▸ **INSTRUCTIONS FOR THE TASK**:
The answer must consist only of the lines from the line with "if self.scale_index +" to the line with "fn sync_selection(&mut self)", both included, exactly as they stand below.
+ + + + + + +
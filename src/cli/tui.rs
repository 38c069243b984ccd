//! Full-screen assessment TUI

use anyhow::Result;
use crossterm::{
    event::{self, DisableMouseCapture, EnableMouseCapture, Event, KeyCode, KeyEventKind},
    execute,
    terminal::{disable_raw_mode, enable_raw_mode, EnterAlternateScreen, LeaveAlternateScreen},
};
use ratatui::{
    prelude::*,
    widgets::{Block, Borders, Gauge, List, ListItem, ListState, Paragraph, Wrap},
};
use std::io;

use crate::catalog::Scale;
use crate::models::{
    deterministic_report_id, AnsweredQuestion, AssessmentReport, OptionKey, OverallStatus,
    Severity, UserAnswer, WellbeingLevel,
};
use crate::scoring;
use crate::session::{Advance, AssessmentSession, SessionState};

use super::ScaleSelection;

enum Screen {
    Quiz,
    Results,
}

struct App {
    selection: ScaleSelection,
    scales: &'static [Scale],
    scale_index: usize,
    session: AssessmentSession,
    list_state: ListState,
    /// One-shot banner (level up, scale hand-off)
    flash: Option<String>,
    finished: Vec<(Scale, Vec<UserAnswer>)>,
    screen: Screen,
}

impl App {
    fn new(selection: ScaleSelection) -> Self {
        let scales = selection.scales();
        let mut session = AssessmentSession::new(scales[0]);
        session.start();
        let mut list_state = ListState::default();
        list_state.select(Some(0));
        Self {
            selection,
            scales,
            scale_index: 0,
            session,
            list_state,
            flash: None,
            finished: Vec::new(),
            screen: Screen::Quiz,
        }
    }

    fn scale(&self) -> Scale {
        self.scales[self.scale_index]
    }

    fn next_option(&mut self) {
        let i = match self.list_state.selected() {
            Some(i) => (i + 1) % 4,
            None => 0,
        };
        self.list_state.select(Some(i));
    }

    fn previous_option(&mut self) {
        let i = match self.list_state.selected() {
            Some(i) => (i + 3) % 4,
            None => 0,
        };
        self.list_state.select(Some(i));
    }

    fn confirm(&mut self) {
        let Some(selected) = self.list_state.selected() else {
            return;
        };
        let Some(key) = OptionKey::from_ordinal(selected as u8 + 1) else {
            return;
        };

        self.flash = None;
        self.session.select_option(key);
        match self.session.confirm_and_advance() {
            Advance::Ignored => {}
            Advance::Next { level_up } => {
                if let Some(level) = level_up {
                    self.flash = Some(format!("★ Level {} reached", level));
                }
                self.sync_selection();
            }
            Advance::Completed => {
                self.finished
                    .push((self.scale(), self.session.answers().to_vec()));
                if self.scale_index + 1 < self.scales.len() {
                    self.scale_index += 1;
                    self.session = AssessmentSession::new(self.scale());
                    self.session.start();
                    self.flash = Some(format!("{} begins", self.scale().label()));
                    self.list_state.select(Some(0));
                } else {
                    self.screen = Screen::Results;
                }
            }
        }
    }

    fn back(&mut self) {
        self.flash = None;
        self.session.go_back();
        if self.session.state() == SessionState::NotStarted {
            // Backed out of the first question; stay on it
            self.session.start();
        }
        self.sync_selection();
    }

    /// Highlight the restored pending answer after navigation.
    fn sync_selection(&mut self) {
        let index = self
            .session
            .pending()
            .map(|key| key.ordinal() as usize - 1)
            .unwrap_or(0);
        self.list_state.select(Some(index));
    }

    fn restart(&mut self) {
        *self = App::new(self.selection);
    }

    fn report(&self) -> AssessmentReport {
        let mut dass = None;
        let mut star = None;
        let mut answered = Vec::new();
        let mut all_answers = Vec::new();
        for (scale, answers) in &self.finished {
            match scale {
                Scale::Dass => dass = Some(scoring::dass::compute(answers)),
                Scale::Star => star = Some(scoring::star::compute(answers)),
            }
            answered.extend(AnsweredQuestion::collect(scale.questions(), answers));
            all_answers.extend(answers.iter().copied());
        }
        AssessmentReport::new(dass, star)
            .with_answers(answered)
            .with_id(deterministic_report_id(&all_answers))
    }
}

pub(crate) fn run(selection: ScaleSelection) -> Result<()> {
    // Setup terminal
    enable_raw_mode()?;
    let mut stdout = io::stdout();
    execute!(stdout, EnterAlternateScreen, EnableMouseCapture)?;
    let backend = CrosstermBackend::new(stdout);
    let mut terminal = Terminal::new(backend)?;

    let mut app = App::new(selection);
    let res = run_app(&mut terminal, &mut app);

    // Restore terminal
    disable_raw_mode()?;
    execute!(
        terminal.backend_mut(),
        LeaveAlternateScreen,
        DisableMouseCapture
    )?;
    terminal.show_cursor()?;

    if let Err(err) = res {
        eprintln!("Error: {err:?}");
    }

    Ok(())
}

fn run_app(terminal: &mut Terminal<CrosstermBackend<io::Stdout>>, app: &mut App) -> Result<()> {
    loop {
        terminal.draw(|f| ui(f, app))?;

        if let Event::Key(key) = event::read()? {
            if key.kind == KeyEventKind::Press {
                match app.screen {
                    Screen::Quiz => match key.code {
                        KeyCode::Char('q') | KeyCode::Esc => return Ok(()),
                        KeyCode::Down | KeyCode::Char('j') => app.next_option(),
                        KeyCode::Up | KeyCode::Char('k') => app.previous_option(),
                        KeyCode::Enter | KeyCode::Char(' ') => app.confirm(),
                        KeyCode::Left | KeyCode::Backspace | KeyCode::Char('b') => app.back(),
                        KeyCode::Char(c @ '1'..='4') => {
                            app.list_state.select(Some(c as usize - '1' as usize));
                            app.confirm();
                        }
                        _ => {}
                    },
                    Screen::Results => match key.code {
                        KeyCode::Char('q') | KeyCode::Esc => return Ok(()),
                        KeyCode::Char('r') => app.restart(),
                        _ => {}
                    },
                }
            }
        }
    }
}

fn ui(f: &mut Frame, app: &mut App) {
    match app.screen {
        Screen::Quiz => quiz_ui(f, app),
        Screen::Results => results_ui(f, app),
    }
}

fn quiz_ui(f: &mut Frame, app: &mut App) {
    let chunks = Layout::default()
        .direction(Direction::Vertical)
        .constraints([
            Constraint::Length(3),
            Constraint::Length(3),
            Constraint::Min(8),
            Constraint::Length(1),
        ])
        .split(f.area());

    // Header: scale, level, flash
    let progress = app.session.progress();
    let mut title = format!(
        " Mindgauge | {} | Level {}",
        app.scale().label(),
        app.session.level_reached()
    );
    if let Some(flash) = &app.flash {
        title.push_str(&format!("  {}", flash));
    }
    let header = Paragraph::new(title)
        .style(Style::default().fg(Color::Cyan).bold())
        .block(Block::default().borders(Borders::ALL));
    f.render_widget(header, chunks[0]);

    // Progress gauge
    let gauge = Gauge::default()
        .block(Block::default().borders(Borders::ALL))
        .gauge_style(Style::default().fg(Color::Cyan))
        .percent(progress.percent as u16)
        .label(format!("{}/{}", progress.position, progress.total));
    f.render_widget(gauge, chunks[1]);

    // Question and options
    let main_chunks = Layout::default()
        .direction(Direction::Vertical)
        .constraints([Constraint::Min(4), Constraint::Length(6)])
        .split(chunks[2]);

    if let Some(question) = app.session.current_question() {
        let prompt = Paragraph::new(question.prompt)
            .style(Style::default().bold())
            .wrap(Wrap { trim: false })
            .block(Block::default().borders(Borders::ALL).title(format!(
                " Question {}/{} ",
                progress.position, progress.total
            )));
        f.render_widget(prompt, main_chunks[0]);

        let items: Vec<ListItem> = question
            .options
            .iter()
            .map(|option| {
                let stars = match app.scale() {
                    Scale::Star => {
                        format!("{} ", "★".repeat(option.key.ordinal() as usize))
                    }
                    Scale::Dass => String::new(),
                };
                ListItem::new(Line::from(vec![
                    Span::styled(
                        format!(" {}. ", option.key.ordinal()),
                        Style::default().fg(Color::Yellow),
                    ),
                    Span::styled(stars, Style::default().fg(Color::Yellow)),
                    Span::raw(option.label),
                ]))
            })
            .collect();
        let list = List::new(items)
            .block(Block::default().borders(Borders::ALL).title(" Answer "))
            .highlight_style(Style::default().bg(Color::DarkGray).fg(Color::White))
            .highlight_symbol("> ");
        f.render_stateful_widget(list, main_chunks[1], &mut app.list_state);
    }

    // Footer
    let help = " j/k:Select  Enter:Confirm  b:Back  q:Quit";
    let footer = Paragraph::new(help).style(Style::default().fg(Color::DarkGray));
    f.render_widget(footer, chunks[3]);
}

fn results_ui(f: &mut Frame, app: &App) {
    let chunks = Layout::default()
        .direction(Direction::Vertical)
        .constraints([
            Constraint::Length(3),
            Constraint::Min(0),
            Constraint::Length(1),
        ])
        .split(f.area());

    let header = Paragraph::new(" Mindgauge | Your Results")
        .style(Style::default().fg(Color::Cyan).bold())
        .block(Block::default().borders(Borders::ALL));
    f.render_widget(header, chunks[0]);

    let report = app.report();
    let mut text: Vec<Line> = Vec::new();

    if let Some(dass) = &report.dass {
        text.push(Line::from(Span::styled("DASS-21", Style::default().bold())));
        for (label, score) in dass.categories() {
            text.push(Line::from(vec![
                Span::raw(format!("  {:<12} {:>3}%  ", label, score.percentage)),
                Span::styled(
                    score.severity.to_string(),
                    Style::default().fg(severity_color(score.severity)),
                ),
            ]));
        }
        text.push(Line::from(vec![
            Span::raw(format!(
                "  {:<12} {:>3}%  ",
                "Overall", dass.overall_percentage
            )),
            Span::styled(
                dass.overall_status.to_string(),
                Style::default()
                    .fg(match dass.overall_status {
                        OverallStatus::Healthy => Color::Green,
                        OverallStatus::AtRisk => Color::Red,
                    })
                    .bold(),
            ),
        ]));
        text.push(Line::from(""));
    }

    if let Some(star) = &report.star {
        text.push(Line::from(Span::styled(
            "STAR of Well-Being",
            Style::default().bold(),
        )));
        for (label, category) in [("Inherent", &star.inherent), ("Coherent", &star.coherent)] {
            text.push(Line::from(vec![
                Span::raw(format!("  {:<12} {:>3}%  ", label, category.percentage)),
                Span::styled(
                    category.level.to_string(),
                    Style::default().fg(level_color(category.level)),
                ),
            ]));
            for attr in &category.attributes {
                text.push(Line::from(vec![
                    Span::styled(
                        format!("    {:<22} {:>3}%  ", attr.attribute.label(), attr.percentage),
                        Style::default().fg(Color::DarkGray),
                    ),
                    Span::styled(
                        attr.level.to_string(),
                        Style::default().fg(level_color(attr.level)),
                    ),
                ]));
            }
        }
        text.push(Line::from(vec![
            Span::raw(format!(
                "  {:<12} {:>3}%  ",
                "Overall", star.overall_percentage
            )),
            Span::styled(
                star.overall_level.to_string(),
                Style::default().fg(level_color(star.overall_level)).bold(),
            ),
        ]));
        text.push(Line::from(""));
        for insight in scoring::star::insights(star) {
            text.push(Line::from(Span::styled(
                format!("  • {}", insight),
                Style::default().fg(Color::DarkGray),
            )));
        }
    }

    let body = Paragraph::new(text)
        .wrap(Wrap { trim: false })
        .block(Block::default().borders(Borders::ALL).title(" Results "));
    f.render_widget(body, chunks[1]);

    let footer = Paragraph::new(" r:Retake  q:Quit").style(Style::default().fg(Color::DarkGray));
    f.render_widget(footer, chunks[2]);
}

fn severity_color(severity: Severity) -> Color {
    match severity {
        Severity::Normal => Color::Green,
        Severity::Mild => Color::Yellow,
        Severity::Moderate => Color::LightYellow,
        Severity::Severe => Color::LightRed,
        Severity::ExtremelySevere => Color::Red,
    }
}

fn level_color(level: WellbeingLevel) -> Color {
    match level {
        WellbeingLevel::Low => Color::LightRed,
        WellbeingLevel::Moderate => Color::Yellow,
        WellbeingLevel::High => Color::LightGreen,
        WellbeingLevel::Excellent => Color::Green,
    }
}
+ + + + + + +
▸ **SOLVED PROBLEM**:
                if self.scale_index + 1 < self.scales.len() {
                    self.scale_index += 1;
                    self.session = AssessmentSession::new(self.scale());
                    self.session.start();
                    self.flash = Some(format!("{} begins", self.scale().label()));
                    self.list_state.select(Some(0));
                } else {
                    self.screen = Screen::Results;
                }
            }
        }
    }

    fn back(&mut self) {
        self.flash = None;
        self.session.go_back();
        if self.session.state() == SessionState::NotStarted {
            // Backed out of the first question; stay on it
            self.session.start();
        }
        self.sync_selection();
    }

    /// Highlight the restored pending answer after navigation.
    fn sync_selection(&mut self) {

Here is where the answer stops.